Bab 7244
"Namun, sejak kau tiba di Grand
City, kekacauan demi kekacauan melanda kota yang dulunya sangat stabil. Jalan
yang telah ditetapkan untuk Grand City terus berubah. Bahkan Dan, yang
ditakdirkan menjadi pewaris, tidak dapat lagi mempertahankan posisinya tanpa
rasa takut. Semua ini karena kau," kata Pendeta Wanita itu, menyalahkan
Harvey karena dia bahkan tidak repot-repot membuat alasan apa pun. Sebaliknya,
dia hanya mengakui semuanya.
"Keberadaanmu tidak membawa
manfaat apa pun bagi Grand City. Kau hanya akan menyebabkan lebih banyak
kekacauan. Itulah sebabnya membuat kau pergi adalah hasil terbaik bagi semua
orang yang terlibat." Setelah menyatakan itu, Pendeta Wanita itu kemudian
mengambil teh yang telah diseduh selama beberapa waktu dan menyeruputnya
perlahan. Jelas dia sedang menunggu jawaban Harvey.
Harvey mendesah dan mulai berjalan ke
tepi mata air panas. Sambil tersenyum, dia menjawab, "Itu tidak terlalu
sulit, tetapi masalahnya aku belum siap meninggalkan Grand City. Aku masih
punya banyak hal yang harus kuselesaikan di sini. Setelah selesai, aku akan
pergi atas kemauanku sendiri tanpa ada yang menyuruhku melakukannya.
"Lagi pula, aku tidak pernah
menyukai tempat ini," kata Harvey sambil mengangkat bahu.
Nada bicara Pendeta itu dingin saat
dia menyipitkan matanya dan menatap Harvey, "Tuan Perwakilan, apa kau
yakin tidak akan menghargai kesempatan yang kuberikan padamu dan malah ingin
terus maju dengan keras kepala?"
Harvey tersenyum. "Aku tidak
keras kepala. Aku hanya melakukan apa yang kuinginkan. Dan aku tahu apa yang
harus kulakukan, dan aku menuju ke arah itu. Itu sudah cukup. Mengenai
meninggalkan Grand City? Para Pendeta tidak memiliki Grand City. Aku tidak bisa
pergi begitu saja hanya karena kau menyuruhku.
"Mengenai kau yang menyebutkan
bahwa aku memata-matai Ayat Ramalan, ini adalah sesuatu yang kupikir harus kita
bahas. Siapa pun yang cukup pintar dapat menyimpulkan isi Ayat Ramalan -mu dari
seberapa ambisiusnya Kependetaan. Sekarang setelah aku secara terbuka
memanggilmu, kau menuduhku memata-matai? Bukankah itu agak keterlaluan?"
Pendeta itu meletakkan cangkirnya dan
dengan dingin menjawab, "Deduksi? Bukankah kau membuat dirimu terdengar
agak terlalu pintar? Kau perlu belajar selama puluhan tahun untuk dapat
menyimpulkan sesuatu seperti ini. Itu bukan sesuatu yang dapat kau capai dalam
semalam. Kau jelas memata-matai Ayat Ramalan milik Kependetaan sebelum lelang
amal. Tidak perlu terlalu keras kepala tentang hal itu."

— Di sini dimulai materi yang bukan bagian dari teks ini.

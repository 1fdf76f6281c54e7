// ── Test doubles ──────────────────────────────────────────────────────────────
//
// Recording stand-ins for the native dialogs and the working directory, so the
// adapters can be exercised without a desktop session.

use std::cell::{Cell, RefCell};
use std::path::{Path, PathBuf};

use crate::error::{DialogError, Result};
use crate::platform::{
    ButtonSet, ConfirmDialog, ConfirmRequest, DialogIcon, DialogMode, FilePicker, NativeButton,
    PickerFlags, PickerRequest, WindowHandle, WorkingDirectory,
};
use crate::strings::from_wide;

// ── Confirmation dialog ───────────────────────────────────────────────────────

/// Owned copy of a `ConfirmRequest`.
#[derive(Debug, Clone, PartialEq, Eq)]
pub(crate) struct SeenConfirm {
    pub(crate) owner: WindowHandle,
    pub(crate) caption: String,
    pub(crate) heading: Option<String>,
    pub(crate) body: String,
    pub(crate) icon: Option<DialogIcon>,
    pub(crate) buttons: ButtonSet,
}

pub(crate) struct FakeConfirm {
    reply: Option<NativeButton>,
    seen: Vec<SeenConfirm>,
}

impl FakeConfirm {
    pub(crate) fn answering(button: NativeButton) -> Self {
        Self {
            reply: Some(button),
            seen: Vec::new(),
        }
    }

    pub(crate) fn failing() -> Self {
        Self {
            reply: None,
            seen: Vec::new(),
        }
    }

    pub(crate) fn last(&self) -> Option<&SeenConfirm> {
        self.seen.last()
    }
}

impl ConfirmDialog for FakeConfirm {
    fn confirm(&mut self, request: &ConfirmRequest<'_>) -> Result<NativeButton> {
        self.seen.push(SeenConfirm {
            owner: request.owner,
            caption: request.caption.to_owned(),
            heading: request.heading.map(str::to_owned),
            body: request.body.to_owned(),
            icon: request.icon,
            buttons: request.buttons,
        });
        self.reply.ok_or(DialogError::Win32 {
            function: "TaskDialog",
            code: 0x8007_0057,
        })
    }
}

// ── File picker ───────────────────────────────────────────────────────────────

#[derive(Debug, Clone, PartialEq, Eq)]
pub(crate) enum PickerReply {
    Choose { path: String, filter_index: u32 },
    Cancel,
    Fail,
}

/// What the picker was handed.
#[derive(Debug, Clone, PartialEq, Eq)]
pub(crate) struct SeenPicker {
    pub(crate) owner: WindowHandle,
    pub(crate) filter: Vec<u16>,
    pub(crate) filter_index: u32,
    pub(crate) initial: String,
    pub(crate) buffer_len: usize,
    pub(crate) max_file: u32,
    pub(crate) flags: PickerFlags,
    pub(crate) mode: DialogMode,
}

pub(crate) struct FakePicker {
    reply: PickerReply,
    seen: Vec<SeenPicker>,
}

impl FakePicker {
    pub(crate) fn replying(reply: PickerReply) -> Self {
        Self {
            reply,
            seen: Vec::new(),
        }
    }

    pub(crate) fn set_reply(&mut self, reply: PickerReply) {
        self.reply = reply;
    }

    pub(crate) fn last(&self) -> Option<&SeenPicker> {
        self.seen.last()
    }
}

impl FilePicker for FakePicker {
    fn pick(&mut self, request: &mut PickerRequest<'_>) -> Result<Option<u32>> {
        self.seen.push(SeenPicker {
            owner: request.owner,
            filter: request.filter.to_vec(),
            filter_index: request.filter_index,
            initial: from_wide(request.file),
            buffer_len: request.file.len(),
            max_file: request.max_file,
            flags: request.flags,
            mode: request.mode,
        });
        match &self.reply {
            PickerReply::Choose { path, filter_index } => {
                let units: Vec<u16> = path.encode_utf16().collect();
                assert!(
                    units.len() < request.max_file as usize,
                    "fake picker path does not fit"
                );
                request.file[..units.len()].copy_from_slice(&units);
                request.file[units.len()] = 0;
                Ok(Some(*filter_index))
            }
            PickerReply::Cancel => Ok(None),
            PickerReply::Fail => Err(DialogError::Win32 {
                function: "GetOpenFileNameW",
                code: 0x3003,
            }),
        }
    }
}

// ── Working directory ─────────────────────────────────────────────────────────

#[derive(Default)]
pub(crate) struct FakeCwd {
    current: RefCell<Option<PathBuf>>,
    calls: Cell<usize>,
}

impl FakeCwd {
    pub(crate) fn current(&self) -> Option<PathBuf> {
        self.current.borrow().clone()
    }

    pub(crate) fn calls(&self) -> usize {
        self.calls.get()
    }
}

impl WorkingDirectory for FakeCwd {
    fn change_directory(&self, path: &Path) -> Result<()> {
        self.calls.set(self.calls.get() + 1);
        *self.current.borrow_mut() = Some(path.to_path_buf());
        Ok(())
    }
}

Kemudian, ekspresi Pendeta itu
menjadi lebih dingin. "Tidak ada gunanya berpura-pura di hadapanku, karena
melakukan itu hanya akan membuatku semakin membencimu. Itu tidak ada
gunanya."
Harvey mendesah. "Tapi, aku
benar-benar menyimpulkannya sendiri. Tidak ada alasan bagiku untuk berbohong
padamu."
"Kau mengerikan, Harvey. Jika
memang begitu, maka hanya akan ada perang di antara kita," kata Pendeta
itu tanpa sedikit pun emosi di wajah cantiknya. Ia hanya melotot ke arah Harvey
sambil menyipitkan matanya sebelum melambaikan tangannya dan menunjuk ke arah
lain.
"Pergilah sekarang. Aku akan
memberimu waktu tiga hari agar kau bisa menyiapkan kuburanmu sendiri. Jika
tidak ada yang berhasil membunuhmu setelah tiga hari, aku akan secara pribadi
mengirimmu ke Neraka."
Harvey mendesah sebelum diam-diam
membuat perhitungan sederhana. Setelah beberapa saat, ia mengangguk. "Aku
baru saja membaca dengan cepat, Pendeta. Menurut bacaanmu sebelumnya, hari ini
bukanlah hari untuk konflik tetapi hari untuk perdamaian, kan?"